Retail investors have a greater degree of legal protection at their disposal.
After Binance requested to do so, Oztures Trading Pty Ltd traded as Binance Australia Derivatives (Binance). However, ASIC on Thursday revoked the company’s authorization to provide Australian financial services.
By April 21, all jobs will be filled.
ASIC Chair Joe Longo stated in a statement, “It is critically important that AFS licensees classify retail and wholesale clients in accordance with the law.”

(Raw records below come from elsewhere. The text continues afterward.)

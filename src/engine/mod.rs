//! Double-buffered, fork-join diffusion engine.
//!
//! Each step recomputes every node from the same snapshot `prev`:
//!
//! - isolated node: `next[v] = prev[v]`
//! - otherwise: `next[v] = (1 - alpha) * prev[v] + alpha * mean(prev[u] for u -> v)`
//!
//! The node range is split into chunks by a [`Schedule`]; every chunk of
//! `next` is handed to exactly one task as a disjoint `&mut` slice while all
//! tasks share `&prev` and `&InfluenceGraph`. Tasks return partial sums which
//! are combined in chunk order after the join, which is also the step barrier:
//! buffers are swapped only once every task has returned.
//!
//! Per-node values never depend on the partition, so final states are
//! bit-identical across thread counts; only the history mean may differ in its
//! low-order bits through summation order.

mod progress;
pub mod schedule;
mod serial;

pub use schedule::{Partition, Schedule, SchedulePolicy};
pub use serial::simulate_serial;

use core::fmt;
use core::num::NonZeroUsize;

use rayon::prelude::*;
use rayon::{ThreadPool, ThreadPoolBuilder};
use tracing::debug;

use crate::error::{Error, Result};
use crate::graph::{InfluenceGraph, NodeId};
use crate::history::History;
use progress::Progress;

/// Default propagation coefficient.
pub const DEFAULT_ALPHA: f64 = 0.3;

/// Worker count for a run.
#[derive(Debug, Clone, Copy, Default, PartialEq, Eq)]
pub enum Threads {
    /// Whatever the platform reports as available parallelism.
    #[default]
    Platform,
    /// Exactly this many workers.
    Fixed(NonZeroUsize),
}

impl Threads {
    /// `0` selects the platform default.
    pub fn from_count(count: usize) -> Self {
        NonZeroUsize::new(count).map_or(Self::Platform, Self::Fixed)
    }

    /// The concrete worker count.
    pub fn resolve(self) -> usize {
        match self {
            Self::Platform => std::thread::available_parallelism().map_or(1, NonZeroUsize::get),
            Self::Fixed(n) => n.get(),
        }
    }
}

impl fmt::Display for Threads {
    fn fmt(&self, f: &mut fmt::Formatter<'_>) -> fmt::Result {
        match self {
            Self::Platform => f.write_str("platform"),
            Self::Fixed(n) => n.fmt(f),
        }
    }
}

/// Immutable inputs of a single run.
#[derive(Debug, Clone, Copy, PartialEq)]
pub struct RunParams {
    /// Number of diffusion steps `T`.
    pub steps: usize,
    /// Propagation coefficient, in `[0, 1]`.
    pub alpha: f64,
    /// Worker count.
    pub threads: Threads,
    /// Partitioning policy.
    pub schedule: SchedulePolicy,
    /// Overrides the computed chunk size.
    pub chunk_size: Option<NonZeroUsize>,
    /// Suppresses progress events.
    pub quiet: bool,
}

impl RunParams {
    /// `steps` steps with default alpha, threads and schedule.
    pub fn new(steps: usize) -> Self {
        Self {
            steps,
            alpha: DEFAULT_ALPHA,
            threads: Threads::Platform,
            schedule: SchedulePolicy::Auto,
            chunk_size: None,
            quiet: false,
        }
    }

    /// Sets the propagation coefficient.
    #[must_use]
    pub fn alpha(mut self, alpha: f64) -> Self {
        self.alpha = alpha;
        self
    }

    /// Sets the worker count.
    #[must_use]
    pub fn threads(mut self, threads: Threads) -> Self {
        self.threads = threads;
        self
    }

    /// Sets the partitioning policy.
    #[must_use]
    pub fn schedule(mut self, schedule: SchedulePolicy) -> Self {
        self.schedule = schedule;
        self
    }

    /// Sets the chunk size override.
    #[must_use]
    pub fn chunk_size(mut self, chunk: Option<NonZeroUsize>) -> Self {
        self.chunk_size = chunk;
        self
    }

    /// Enables or disables progress events.
    #[must_use]
    pub fn quiet(mut self, quiet: bool) -> Self {
        self.quiet = quiet;
        self
    }
}

/// Result of a completed run.
#[derive(Debug, Clone, PartialEq)]
pub struct RunOutput {
    /// State vector after the last step.
    pub final_state: Vec<f64>,
    /// Mean state after every step.
    pub history: History,
}

/// Checks that `alpha` is a finite value in `[0, 1]`.
pub fn validate_alpha(alpha: f64) -> Result<()> {
    if (0.0..=1.0).contains(&alpha) {
        Ok(())
    } else {
        Err(Error::InvalidAlpha(alpha))
    }
}

/// Runs `params.steps` diffusion steps over `graph` starting from `initial_state`.
///
/// Fails with [`Error::StateSizeMismatch`] if the state does not have one value
/// per node and with [`Error::InvalidAlpha`] if `alpha` lies outside `[0, 1]`.
/// `steps == 0` returns the initial state and an empty history.
pub fn run(graph: &InfluenceGraph, initial_state: &[f64], params: &RunParams) -> Result<RunOutput> {
    DiffusionEngine::new(graph, params.threads, params.schedule, params.chunk_size)?
        .quiet(params.quiet)
        .run(initial_state, params.steps, params.alpha)
}

/// A worker pool and node partition bound to one graph.
///
/// The pool size and partition are fixed at construction; [`run`](Self::run)
/// can be called repeatedly with different initial states.
pub struct DiffusionEngine<'g> {
    graph: &'g InfluenceGraph,
    pool: ThreadPool,
    threads: usize,
    schedule: Schedule,
    partition: Partition,
    quiet: bool,
}

/// A chunk of the next-state buffer owned by one task for one step.
struct Block<'a> {
    start: usize,
    out: &'a mut [f64],
}

impl<'g> DiffusionEngine<'g> {
    /// Starts a worker pool and partitions `graph` for it.
    pub fn new(
        graph: &'g InfluenceGraph,
        threads: Threads,
        policy: SchedulePolicy,
        chunk: Option<NonZeroUsize>,
    ) -> Result<Self> {
        let threads = threads.resolve();
        let nodes = graph.node_count();
        let schedule = policy.resolve(nodes, threads, chunk);
        let partition = schedule.partition(nodes, threads);
        let pool = ThreadPoolBuilder::new()
            .num_threads(threads)
            .thread_name(|i| format!("tonegraph-worker-{i}"))
            .build()?;
        debug!(
            threads,
            %schedule,
            chunks = partition.chunk_count(),
            tasks = partition.task_count(),
            "engine ready"
        );
        Ok(Self {
            graph,
            pool,
            threads,
            schedule,
            partition,
            quiet: false,
        })
    }

    /// Enables or disables progress events.
    #[must_use]
    pub fn quiet(mut self, quiet: bool) -> Self {
        self.quiet = quiet;
        self
    }

    /// Number of pool workers.
    pub fn threads(&self) -> usize {
        self.threads
    }

    /// The resolved schedule.
    pub fn schedule(&self) -> Schedule {
        self.schedule
    }

    /// The node partition used for every step.
    pub fn partition(&self) -> &Partition {
        &self.partition
    }

    /// Runs `steps` steps from `initial_state` with coefficient `alpha`.
    pub fn run(&self, initial_state: &[f64], steps: usize, alpha: f64) -> Result<RunOutput> {
        let nodes = self.graph.node_count();
        if initial_state.len() != nodes {
            return Err(Error::StateSizeMismatch {
                expected: nodes,
                found: initial_state.len(),
            });
        }
        validate_alpha(alpha)?;

        let progress = Progress::start(steps, !self.quiet && steps > 0);
        if !self.quiet {
            tracing::info!(
                steps,
                nodes,
                edges = self.graph.edge_count(),
                alpha,
                threads = self.threads,
                schedule = %self.schedule,
                "starting diffusion"
            );
        }

        let mut current = initial_state.to_vec();
        let mut next = vec![0.0; nodes];
        let mut history = History::with_capacity(steps);

        for t in 0..steps {
            let sum = self.step(&current, &mut next, alpha);
            core::mem::swap(&mut current, &mut next);
            let mean = sum / nodes as f64;
            history.record(mean);
            progress.step(t, mean);
        }
        progress.finish();

        Ok(RunOutput {
            final_state: current,
            history,
        })
    }

    /// One fork-join step: fills `next` from `prev` and returns `sum(next)`.
    fn step(&self, prev: &[f64], next: &mut [f64], alpha: f64) -> f64 {
        let graph = self.graph;
        let mut work: Vec<Vec<Block<'_>>> = (0..self.partition.task_count())
            .map(|_| Vec::new())
            .collect();
        let mut rest = next;
        for (range, &owner) in self.partition.ranges().iter().zip(self.partition.owners()) {
            let (out, tail) = core::mem::take(&mut rest).split_at_mut(range.len());
            work[owner].push(Block {
                start: range.start,
                out,
            });
            rest = tail;
        }

        let partials: Vec<f64> = self.pool.install(|| {
            work.into_par_iter()
                .map(|blocks| {
                    blocks
                        .into_iter()
                        .map(|block| update_block(graph, prev, alpha, block))
                        .sum::<f64>()
                })
                .collect()
        });
        partials.iter().sum()
    }
}

fn update_block(graph: &InfluenceGraph, prev: &[f64], alpha: f64, block: Block<'_>) -> f64 {
    let mut sum = 0.0;
    for (offset, slot) in block.out.iter_mut().enumerate() {
        let value = next_state(graph, prev, alpha, NodeId::new(block.start + offset));
        *slot = value;
        sum += value;
    }
    sum
}

/// New state of `node` computed from the snapshot `prev`.
#[inline]
pub(crate) fn next_state(graph: &InfluenceGraph, prev: &[f64], alpha: f64, node: NodeId) -> f64 {
    let own = prev[node.index()];
    let sources = graph.in_neighbors(node);
    if sources.is_empty() {
        return own;
    }
    let total: f64 = sources.iter().map(|u| prev[u.index()]).sum();
    let avg = total / sources.len() as f64;
    (1.0 - alpha) * own + alpha * avg
}

/// `true` if every state moved by less than `tol` between `old` and `new`.
///
/// # Panics
///
/// Panics if the vectors differ in length.
pub fn converged(old: &[f64], new: &[f64], tol: f64) -> bool {
    assert_eq!(old.len(), new.len(), "state vectors differ in length");
    old.iter().zip(new).all(|(a, b)| (a - b).abs() < tol)
}

#[cfg(test)]
mod tests;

“Our targeted review of these matters is ongoing, including focus on the extent of consumer harms.”
Binance was permitted to issue derivatives and foreign exchange contracts through the financial services licence.
Longo noted that ASIC does not control many cryptocurrency-related goods and services, and the regulator backed a “regulatory framework” for the asset class.
After “recent engagement with ASIC,” Binance said in a statement that it had made the decision to take a “more focused approach” in Australia.
Australians who use its spot exchange product won’t be impacted by the closure, it was noted.
The biggest bitcoin exchange in the world is defending itself against legal actions and investigations everywhere. In a lawsuit filed last month, the US Commodities Futures Trading Commission (CFTC) accused Binance and its creator Changpeng Zhao of running an “illegal” exchange.
The CFTC lawsuit as well as regulatory measures in the UK, Japan, Italy, and Singapore were mentioned in ASIC’s statement.